MOSFETs made from gallium nitride (GaN) can have characteristics similar to the best ones made from silicon but can switch considerably faster. For this reason, they are rapidly being adopted in the manufacture of switching power supplies, motor drives, etc. Since the switching speed also governs the size of the other necessary power parts, GaN-based supplies can be much smaller than their silicon counterparts. It is not uncommon to get a space saving of 50%.
What regulatory restrictions affect my battery?
Because they are simultaneously electrical devices and chemical devices, batteries merit special scrutiny from regulatory agencies.

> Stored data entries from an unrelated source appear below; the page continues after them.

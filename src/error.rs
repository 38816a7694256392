use thiserror::Error;

/// Why a single prediction could not be produced.
///
/// Both cases are expected per-call outcomes; callers ranking many items
/// skip them instead of aborting.
#[derive(Debug, Clone, Copy, PartialEq, Eq, Error)]
pub enum PredictionImpossible {
    /// User or item is absent from the trained index space.
    #[error("user and/or item is unknown")]
    UnknownEntity,
    /// No selected neighbor carried positive similarity.
    #[error("no neighbors")]
    NoNeighbors,
}

#[derive(Debug, Error)]
pub enum RecommendError {
    #[error("missing collaborator: {0}")]
    MissingCollaborator(&'static str),

    #[error("model has not been fitted")]
    NotFitted,

    #[error("prediction impossible: {0}")]
    PredictionImpossible(#[from] PredictionImpossible),

    #[error("failed to read {path}: {message}")]
    Io { path: String, message: String },

    #[error("{path}:{line}: {message}")]
    CsvParse {
        path: String,
        line: u64,
        message: String,
    },

    #[error("invalid configuration: {0}")]
    InvalidConfig(String),
}

impl RecommendError {
    pub fn is_prediction_impossible(&self) -> bool {
        matches!(self, RecommendError::PredictionImpossible(_))
    }
}

pub type Result<T> = std::result::Result<T, RecommendError>;

#[cfg(test)]
mod tests {
    use super::*;

    #[test]
    fn test_prediction_impossible_messages_are_distinct() {
        let unknown = RecommendError::from(PredictionImpossible::UnknownEntity);
        let empty = RecommendError::from(PredictionImpossible::NoNeighbors);

        assert_eq!(unknown.to_string(), "prediction impossible: user and/or item is unknown");
        assert_eq!(empty.to_string(), "prediction impossible: no neighbors");
        assert!(unknown.is_prediction_impossible());
        assert!(!RecommendError::NotFitted.is_prediction_impossible());
    }
}
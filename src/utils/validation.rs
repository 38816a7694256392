use crate::models::*;
use anyhow::{anyhow, Result};

const MAX_ID_LENGTH: usize = 256;

pub fn validate_raw_id(kind: &str, id: &str) -> Result<()> {
    if id.trim().is_empty() {
        return Err(anyhow!("{} ID cannot be empty", kind));
    }

    if id.len() > MAX_ID_LENGTH {
        return Err(anyhow!("{} ID too long (max {} characters)", kind, MAX_ID_LENGTH));
    }

    Ok(())
}

pub fn validate_rating(rating: &Rating, rating_min: f64, rating_max: f64) -> Result<()> {
    validate_raw_id("User", &rating.user_id)?;
    validate_raw_id("Course", &rating.course_id)?;

    if !rating.score.is_finite() {
        return Err(anyhow!("Rating score contains invalid value (NaN or Infinity)"));
    }

    if rating.score < rating_min || rating.score > rating_max {
        return Err(anyhow!(
            "Rating score {} outside scale [{}, {}]",
            rating.score,
            rating_min,
            rating_max
        ));
    }

    Ok(())
}

pub fn validate_recommendation_request(request: &RecommendationRequest, max_top_n: usize) -> Result<()> {
    validate_raw_id("User", &request.user_id)?;

    if request.num_recommendations == 0 {
        return Err(anyhow!("Number of recommendations must be greater than 0"));
    }

    if request.num_recommendations > max_top_n {
        return Err(anyhow!(
            "Number of recommendations too large (max {})",
            max_top_n
        ));
    }

    Ok(())
}
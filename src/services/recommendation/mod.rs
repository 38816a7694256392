use crate::algorithms::{ContentKnn, RatingPredictor, Trainset};
use crate::config::Config;
use crate::error::{PredictionImpossible, Result};
use crate::models::*;
use crate::services::catalog::CourseCatalog;
use crate::services::dataset::{RatingDataset, TrainingSet};
use crate::utils::descending;
use chrono::Utc;
use rayon::prelude::*;
use std::collections::{HashMap, HashSet};
use std::sync::Arc;
use std::time::Instant;
use tracing::info;

/// A fitted content KNN model together with the data it was fitted on.
///
/// Everything is immutable after construction; a catalog or rating reload
/// means building a new service.
pub struct RecommendationService {
    catalog: Arc<CourseCatalog>,
    dataset: RatingDataset,
    trainset: Arc<TrainingSet>,
    model: ContentKnn,
    popularity_ranks: HashMap<String, usize>,
}

impl RecommendationService {
    pub fn load(config: &Config) -> Result<Self> {
        let catalog = CourseCatalog::load(&config.data.courses_path)?;
        let dataset = RatingDataset::load(
            &config.data.ratings_path,
            config.data.rating_min,
            config.data.rating_max,
        )?;

        Self::from_parts(catalog, dataset, config.knn.k)
    }

    pub fn from_parts(catalog: CourseCatalog, dataset: RatingDataset, k: usize) -> Result<Self> {
        let started = Instant::now();
        let catalog = Arc::new(catalog);
        let trainset = Arc::new(dataset.build_full_trainset());
        let popularity_ranks = dataset.popularity_ranks();

        let mut model = ContentKnn::with_catalog(k, catalog.clone());
        model.fit(trainset.clone())?;

        info!(
            "Content KNN fitted (k = {}, {} items) in {:?}",
            k,
            trainset.n_items(),
            started.elapsed()
        );

        Ok(Self {
            catalog,
            dataset,
            trainset,
            model,
            popularity_ranks,
        })
    }

    pub fn predict(&self, user_id: &str, course_id: &str) -> Result<PredictionResponse> {
        let estimated_rating = self.model.predict(user_id, course_id)?;

        Ok(PredictionResponse {
            user_id: user_id.to_string(),
            course_id: course_id.to_string(),
            estimated_rating,
        })
    }

    /// Ranks every course the user has not rated by estimated rating.
    /// Courses with no usable neighbors are left out.
    pub fn recommend(&self, request: &RecommendationRequest) -> Result<RecommendationResponse> {
        let uid = self
            .trainset
            .to_inner_uid(&request.user_id)
            .ok_or(PredictionImpossible::UnknownEntity)?;

        let rated: HashSet<usize> = self
            .trainset
            .user_ratings(uid)
            .iter()
            .map(|&(iid, _)| iid)
            .collect();

        let mut scored: Vec<(usize, f64)> = self
            .trainset
            .all_items()
            .into_par_iter()
            .filter(|iid| !rated.contains(iid))
            .filter_map(|iid| match self.model.estimate(uid, iid) {
                Ok(rating) => Some(Ok((iid, rating))),
                Err(e) if e.is_prediction_impossible() => None,
                Err(e) => Some(Err(e)),
            })
            .collect::<Result<Vec<_>>>()?;

        scored.sort_unstable_by(|a, b| descending(a.1, b.1).then(a.0.cmp(&b.0)));
        scored.truncate(request.num_recommendations);

        let recommendations = scored
            .into_iter()
            .filter_map(|(iid, estimated_rating)| {
                let course_id = self.trainset.to_raw_iid(iid)?;
                Some(RecommendationItem {
                    course_id: course_id.to_string(),
                    name: self.catalog.name_of(course_id).to_string(),
                    estimated_rating,
                    popularity_rank: self.popularity_ranks.get(course_id).copied(),
                })
            })
            .collect();

        Ok(RecommendationResponse {
            user_id: request.user_id.clone(),
            recommendations,
            generated_at: Utc::now(),
        })
    }

    pub fn user_ratings(&self, user_id: &str) -> Vec<(String, f64)> {
        self.dataset.user_ratings(user_id)
    }

    pub fn course(&self, course_id: &str) -> Option<&Course> {
        self.catalog.course(course_id)
    }

    pub fn popularity_rank(&self, course_id: &str) -> Option<usize> {
        self.popularity_ranks.get(course_id).copied()
    }

    pub fn trainset(&self) -> &TrainingSet {
        &self.trainset
    }

    pub fn model(&self) -> &ContentKnn {
        &self.model
    }
}
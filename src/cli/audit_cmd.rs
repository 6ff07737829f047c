//! `tagprobe audit <url>` — run the extraction pipeline against a live page.

use anyhow::{Context, Result};
use indicatif::{ProgressBar, ProgressStyle};
use std::time::Duration;

use crate::cli::output;
use crate::probe::{Probe, ProbeConfig};
use crate::renderer::chromium::ChromiumRenderer;
use crate::renderer::Renderer;

/// Run the audit command.
pub async fn run(url: &str, timeout_ms: u64, settle_ms: u64) -> Result<()> {
    let renderer = ChromiumRenderer::new()
        .await
        .context("failed to launch browser")?;
    let mut ctx = renderer.new_context().await.context("failed to open page")?;

    let spinner = if output::is_quiet() || output::is_json() {
        None
    } else {
        let pb = ProgressBar::new_spinner();
        pb.set_style(ProgressStyle::with_template("{spinner} {msg}").expect("valid template"));
        pb.set_message(format!("auditing {url}"));
        pb.enable_steady_tick(Duration::from_millis(120));
        Some(pb)
    };

    let config = ProbeConfig {
        nav_timeout_ms: timeout_ms,
        settle_ms,
        ..ProbeConfig::default()
    };
    let probe = Probe::new(url, config);
    let report = probe.run(ctx.as_mut()).await;

    if let Some(pb) = spinner {
        pb.finish_and_clear();
    }

    ctx.close().await?;
    renderer.shutdown().await?;

    let report = report?;
    if output::is_json() {
        output::print_json(&report);
    } else {
        print!("{}", report.render_text());
    }

    Ok(())
}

This is exacerbated by the conflicting requirements of the “ideal” pack. Users expect them to be small, light, robust and have high energy density. Unfortunately, compacting a lot of (potential) energy into a small package is inherently risky.

To begin with, UN DOT 38.3 regulates the safety of transporting batteries. It mandates testing for short-circuiting, crushing, thermal cycling, vibration, shock and altitude change among other factors.

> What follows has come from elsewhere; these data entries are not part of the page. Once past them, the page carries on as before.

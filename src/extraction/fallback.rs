//! DOM fallback recovery for identifiers the network layer missed.
//!
//! Runs a script against the rendered page that inspects `<script>` tags:
//! the analytics tag can still be read off the loader's src attribute, and
//! the pixel id off the inline bootstrap call, even when the matching
//! network requests were never observed. Absence of a match is a null
//! field, never an error.

use serde::{Deserialize, Serialize};
use tracing::warn;

use crate::renderer::RenderContext;

/// Identifiers recovered from the rendered DOM.
#[derive(Debug, Clone, Default, Serialize, Deserialize)]
pub struct FallbackIds {
    pub analytics: Option<String>,
    pub pixel: Option<String>,
}

/// Script-tag scan, evaluated inside the page.
const FALLBACK_JS: &str = r#"
(() => {
  const result = { analytics: null, pixel: null };
  try {
    const scripts = Array.from(document.querySelectorAll('script'));
    for (const script of scripts) {
      if (!result.analytics && script.src && script.src.includes('clarity.ms/tag/')) {
        const match = script.src.match(/clarity\.ms\/tag\/([a-z0-9]+)/i);
        if (match) result.analytics = match[1];
      }
      if (!result.pixel && script.innerText.includes("fbq('init'")) {
        const match = script.innerText.match(/fbq\(['"]init['"],\s*['"](\d{5,})['"]\)/);
        if (match) result.pixel = match[1];
      }
    }
  } catch (e) {}
  return result;
})()
"#;

/// Inspect the rendered page for identifiers the network layer missed.
///
/// Evaluation failure is treated like a failed navigation: logged as a
/// warning and recovered with an empty result.
pub async fn extract(ctx: &dyn RenderContext) -> FallbackIds {
    match ctx.evaluate(FALLBACK_JS).await {
        Ok(value) => parse(value),
        Err(e) => {
            warn!("DOM fallback evaluation failed: {e}");
            FallbackIds::default()
        }
    }
}

/// Parse an evaluation result leniently: anything malformed is an empty set.
pub fn parse(value: serde_json::Value) -> FallbackIds {
    serde_json::from_value(value).unwrap_or_default()
}

#[cfg(test)]
mod tests {
    use super::*;
    use serde_json::json;

    #[test]
    fn test_parse_both_ids() {
        let ids = parse(json!({ "analytics": "abc123", "pixel": "998877" }));
        assert_eq!(ids.analytics.as_deref(), Some("abc123"));
        assert_eq!(ids.pixel.as_deref(), Some("998877"));
    }

    #[test]
    fn test_parse_null_fields() {
        let ids = parse(json!({ "analytics": null, "pixel": null }));
        assert_eq!(ids.analytics, None);
        assert_eq!(ids.pixel, None);
    }

    #[test]
    fn test_parse_malformed_result_is_empty() {
        let ids = parse(json!("unexpected"));
        assert_eq!(ids.analytics, None);
        assert_eq!(ids.pixel, None);

        let ids = parse(serde_json::Value::Null);
        assert_eq!(ids.analytics, None);
        assert_eq!(ids.pixel, None);
    }
}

IEC 66281 is an expanded version of UN DOT 38.3 that also includes drop testing. This certification is required for international shipping.

UL 1642 again covers many of the same tests, but focuses more on chemical and electrical hazards at the cell level as well as the safety of user serviceability.

IEC 62133 is the expanded international version of UL 1642.

UL 2271 pertains to batteries used in e-bikes and scooters.

In medical applications, batteries must meet the safety requirements of IEC 62133, UL 2054, ISO 13485, and IEC 60601-1.

Operation in hazardous environments may require additional certifications. Likewise with batteries that exceed 60V.
How do I ship a battery?
Generally speaking, any battery is supposed to be at a 30% state of charge or less when it is shipped in order to minimize potential risk.

If the pack is shipped via air, it needs to be in a special container that both protects it from crushing and shock and will contain a fire if the pack should experience a thermal event. Air shipments require special labeling that call out the potential hazard. Batteries should never be shipped on commercial passenger planes.

If the pack is shipped by land or ocean the carrier must be made aware they are carrying hazardous material.

Passengers may carry a fully charged laptop battery on a commercial plane as long as it is inside the computer and does not exceed 100 watt-hours in capacity.